Les bactériocines forment des trous dans les membranes des bactéries cibles. Le contenu de la cellule s’échappe alors, ce qui tue efficacement la bactérie.

Le problème est que la plupart des bactériocines ne fonctionnent que contre un ou deux types de bactéries et qu’elles ne sont pas très stables dans différentes conditions environnementales.

Seule une bactériocine – la Nisin, qui est apparue sur le marché dans les années 1960 – est actuellement autorisée à être utilisée comme agent de conservation alimentaire, dans un marché estimé à plus de 513 millions de dollars en 2020, mais ce composé est sensible à la température et au pH, ce qui limite son utilisation.

Robuste et efficace

Le composé dérivé de Nem Chua est plus robuste que la Nisin et est efficace contre un large éventail de bactéries, même après exposition à une gamme d’environnements typiques de la transformation des aliments.

Il peut survivre à un chauffage à 90°C pendant 20 minutes et reste stable à des niveaux de pH élevés et faibles.

Le composé peut également détruire une série d’organismes pathogènes couramment présents dans les aliments, y compris la Listeria, potentiellement mortelle, qui peut survivre à la réfrigération et même à la congélation.

Elvina Parlindungan, qui a réalisé la nouvelle étude dans le cadre de sa recherche doctorale au RMIT, est maintenant chercheur postdoctoral à APC Microbiome,qui fait partie de l’University College Cork en Irlande.
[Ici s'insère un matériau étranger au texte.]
//! Durable, file-backed session store.

use std::fs::{self, OpenOptions};
use std::io::{ErrorKind, Write};
use std::path::{Path, PathBuf};
use std::sync::{Mutex, PoisonError};

use tempfile::NamedTempFile;

use crate::store::{SessionStore, StorageEntries, StoreError};
use crate::{Credential, RefreshIdentity, Role, Session, TokenPair};

/// Session store persisted as one flat JSON object.
///
/// Every read goes back to disk, so a login or logout performed by another
/// process sharing the file is observed on the next call. Writes go through a
/// uniquely named temp file in the same directory and a rename, which keeps
/// the record all-or-nothing for readers.
///
/// Read-modify-write cycles hold an exclusive advisory lock on a sibling
/// `<name>.lock` file, so writers in different processes serialize instead of
/// undoing each other's updates.
#[derive(Debug)]
pub struct FileSessionStore {
    path: PathBuf,
    write_lock: Mutex<()>,
}

impl FileSessionStore {
    pub fn new(path: impl Into<PathBuf>) -> Self {
        Self {
            path: path.into(),
            write_lock: Mutex::new(()),
        }
    }

    pub fn path(&self) -> &Path {
        &self.path
    }

    fn dir(&self) -> &Path {
        match self.path.parent() {
            Some(parent) if !parent.as_os_str().is_empty() => parent,
            _ => Path::new("."),
        }
    }

    fn lock_path(&self) -> PathBuf {
        let mut name = self
            .path
            .file_name()
            .map(|n| n.to_os_string())
            .unwrap_or_else(|| "session".into());
        name.push(".lock");
        self.path.with_file_name(name)
    }

    fn io_error(&self, source: std::io::Error) -> StoreError {
        StoreError::Io {
            path: self.path.clone(),
            source,
        }
    }

    fn load(&self) -> Result<StorageEntries, StoreError> {
        let bytes = match fs::read(&self.path) {
            Ok(bytes) => bytes,
            Err(err) if err.kind() == ErrorKind::NotFound => return Ok(StorageEntries::default()),
            Err(err) => return Err(self.io_error(err)),
        };

        match serde_json::from_slice(&bytes) {
            Ok(entries) => Ok(entries),
            Err(err) => {
                tracing::warn!(
                    path = %self.path.display(),
                    error = %err,
                    "session storage is unreadable; treating as logged out"
                );
                Ok(StorageEntries::default())
            }
        }
    }

    fn persist(&self, entries: &StorageEntries) -> Result<(), StoreError> {
        if entries.is_empty() {
            return match fs::remove_file(&self.path) {
                Ok(()) => Ok(()),
                Err(err) if err.kind() == ErrorKind::NotFound => Ok(()),
                Err(err) => Err(self.io_error(err)),
            };
        }

        let data = serde_json::to_vec_pretty(entries)?;
        let mut tmp = NamedTempFile::new_in(self.dir()).map_err(|e| self.io_error(e))?;
        tmp.write_all(&data).map_err(|e| self.io_error(e))?;
        tmp.persist(&self.path).map_err(|e| self.io_error(e.error))?;
        Ok(())
    }

    /// Read-modify-write under the in-process mutex and the cross-process
    /// file lock.
    fn update<R>(&self, f: impl FnOnce(&mut StorageEntries) -> R) -> Result<R, StoreError> {
        let _guard = self.write_lock.lock().unwrap_or_else(PoisonError::into_inner);

        fs::create_dir_all(self.dir()).map_err(|e| self.io_error(e))?;
        let lock = OpenOptions::new()
            .create(true)
            .truncate(false)
            .write(true)
            .open(self.lock_path())
            .map_err(|e| self.io_error(e))?;
        // Released when `lock` is closed at the end of this call.
        lock.lock().map_err(|e| self.io_error(e))?;

        let mut entries = self.load()?;
        let before = entries.clone();
        let result = f(&mut entries);
        if entries != before {
            self.persist(&entries)?;
        }
        Ok(result)
    }
}

impl SessionStore for FileSessionStore {
    fn credential(&self) -> Result<Option<Credential>, StoreError> {
        Ok(self.load()?.credential())
    }

    fn refresh_identity(&self) -> Result<Option<RefreshIdentity>, StoreError> {
        Ok(self.load()?.refresh_identity())
    }

    fn role(&self) -> Result<Option<Role>, StoreError> {
        Ok(self.load()?.role())
    }

    fn save_session(&self, session: &Session) -> Result<(), StoreError> {
        self.update(|e| e.apply_session(session))
    }

    fn replace_tokens(
        &self,
        sent: &RefreshIdentity,
        tokens: &TokenPair,
    ) -> Result<bool, StoreError> {
        self.update(|e| e.apply_tokens(sent, tokens))
    }

    fn remembered_email(&self) -> Result<Option<String>, StoreError> {
        Ok(self.load()?.remembered_email)
    }

    fn set_remembered_email(&self, email: Option<&str>) -> Result<(), StoreError> {
        self.update(|e| e.remembered_email = email.map(str::to_string))
    }

    fn clear(&self) -> Result<(), StoreError> {
        self.update(|e| *e = StorageEntries::default())
    }
}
“L’utilisation des bactériocines comme conservateurs alimentaires signifie effectivement que nous retournons les armes toxiques des bactéries contre elles – en exploitant les solutions intelligentes de la nature pour relever nos grands défis”, a déclaré M. Parlindungan.

“A l’avenir, ces composés pourraient également être utiles comme antibiotique en médecine humaine”.

Les chercheurs de l’école des sciences du RMIT ont commencé à expérimenter des méthodes pour purifier davantage le composé et prévoient de l’incorporer dans des produits alimentaires testés.

Référence : “Facteurs qui influencent la croissance et la production de bactériocines dans les aliments”. Lactiplantibacillus plantarum”. B21″ par Elvina Parlindungan, Chaitali Dekiwadi et Oliver A. H. Jones, 18 mai 2021, Biochimie des processus.
DOI: 10.1016/j.procbio.2021.05.009

L’équipe est désireuse de collaborer avec des partenaires industriels potentiels pour poursuivre le développement de la technologie.

Ce travail a été soutenu par une bourse de doctorat du Fonds de dotation indonésien pour l’éducation (LPDP), qui fait partie du ministère des Finances de la République d’Indonésie, accordée à Parlindungan.